━━━━━ GIVEN RECORDS ━━━━━

//! Deterministic generator engine (spec §4.4, component 4).
//!
//! Per ciphersuite, a rolling seed `V` is repeatedly expanded and mapped to
//! a G1 point via `hash_to_curve`; the resulting sequence is cached and
//! only ever extended, never mutated in place (spec §5 "Monotonicity").
//! Grounded on the teacher's pattern of a lazily-initialized, mutex-guarded
//! process-wide cache (`once_cell::sync::Lazy<Mutex<_>>`), the same shape
//! the teacher reaches for anywhere it needs shared, lock-guarded state.

use std::sync::Mutex;

use blstrs::G1Projective;
use once_cell::sync::Lazy;

use crate::ciphersuite::Ciphersuite;
use crate::error::{Error, Result};
use crate::field::expand_for;
use crate::hash2curve::hash_to_curve;
use crate::util::i2osp;

/// Upper bound on a single `create_generators` request (spec §7:
/// "generator count request too large (> 2^64 - 1)"). In practice no
/// caller needs more than a handful of thousand generators, so this core
/// additionally rejects anything past a safely-allocatable ceiling well
/// under the spec's own u64 bound.
const MAX_GENERATOR_REQUEST: u64 = 1 << 32;

struct GeneratorState {
    generators: Vec<G1Projective>,
    v: Vec<u8>,
}

impl GeneratorState {
    const fn new() -> Self {
        Self { generators: Vec::new(), v: Vec::new() }
    }
}

static SHA256_STATE: Lazy<Mutex<GeneratorState>> = Lazy::new(|| Mutex::new(GeneratorState::new()));
static SHAKE256_STATE: Lazy<Mutex<GeneratorState>> = Lazy::new(|| Mutex::new(GeneratorState::new()));

fn state_for(cs: Ciphersuite) -> &'static Mutex<GeneratorState> {
    match cs {
        Ciphersuite::Sha256 => &SHA256_STATE,
        Ciphersuite::Shake256 => &SHAKE256_STATE,
    }
}

fn extend(cs: Ciphersuite, state: &mut GeneratorState, n: u64) -> Result<()> {
    if state.v.is_empty() {
        state.v = expand_for(cs, &cs.generator_seed(), &cs.seed_dst(), 48)?;
    }
    let seed_dst = cs.seed_dst();
    let generator_dst = cs.generator_dst();
    let mut next_index = state.generators.len() as u64 + 1;
    while (state.generators.len() as u64) < n {
        let mut input = state.v.clone();
        input.extend_from_slice(&i2osp(next_index, 8)?);
        state.v = expand_for(cs, &input, &seed_dst, 48)?;
        state.generators.push(hash_to_curve(cs, &state.v, &generator_dst)?);
        next_index += 1;
    }
    Ok(())
}

/// Cached form: extends the process-wide per-ciphersuite cache if needed,
/// then returns the first `n` generators.
pub fn create_generators(cs: Ciphersuite, n: u64) -> Result<Vec<G1Projective>> {
    if n > MAX_GENERATOR_REQUEST {
        return Err(Error::InvalidArgument("generator count request too large"));
    }
    let mut state = state_for(cs).lock().expect("generator cache mutex poisoned");
    if (state.generators.len() as u64) < n {
        extend(cs, &mut state, n)?;
    }
    Ok(state.generators[..n as usize].to_vec())
}

/// Pure form: derive generators from an explicit starting `(generators, V)`
/// pair instead of the shared cache, so callers (tests, in particular) can
/// assert extend-then-read equivalence without touching global state.
pub fn create_generators_from(
    cs: Ciphersuite,
    start: &[G1Projective],
    v: &[u8],
    n: u64,
) -> Result<Vec<G1Projective>> {
    if n > MAX_GENERATOR_REQUEST {
        return Err(Error::InvalidArgument("generator count request too large"));
    }
    let mut state = GeneratorState { generators: start.to_vec(), v: v.to_vec() };
    if (state.generators.len() as u64) < n {
        extend(cs, &mut state, n)?;
    }
    Ok(state.generators[..n as usize].to_vec())
}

━━━━━

One number answers this exercise: the count of lines above in which the word "spec" appears.

▸ ANSWER TO THIS PROBLEM
4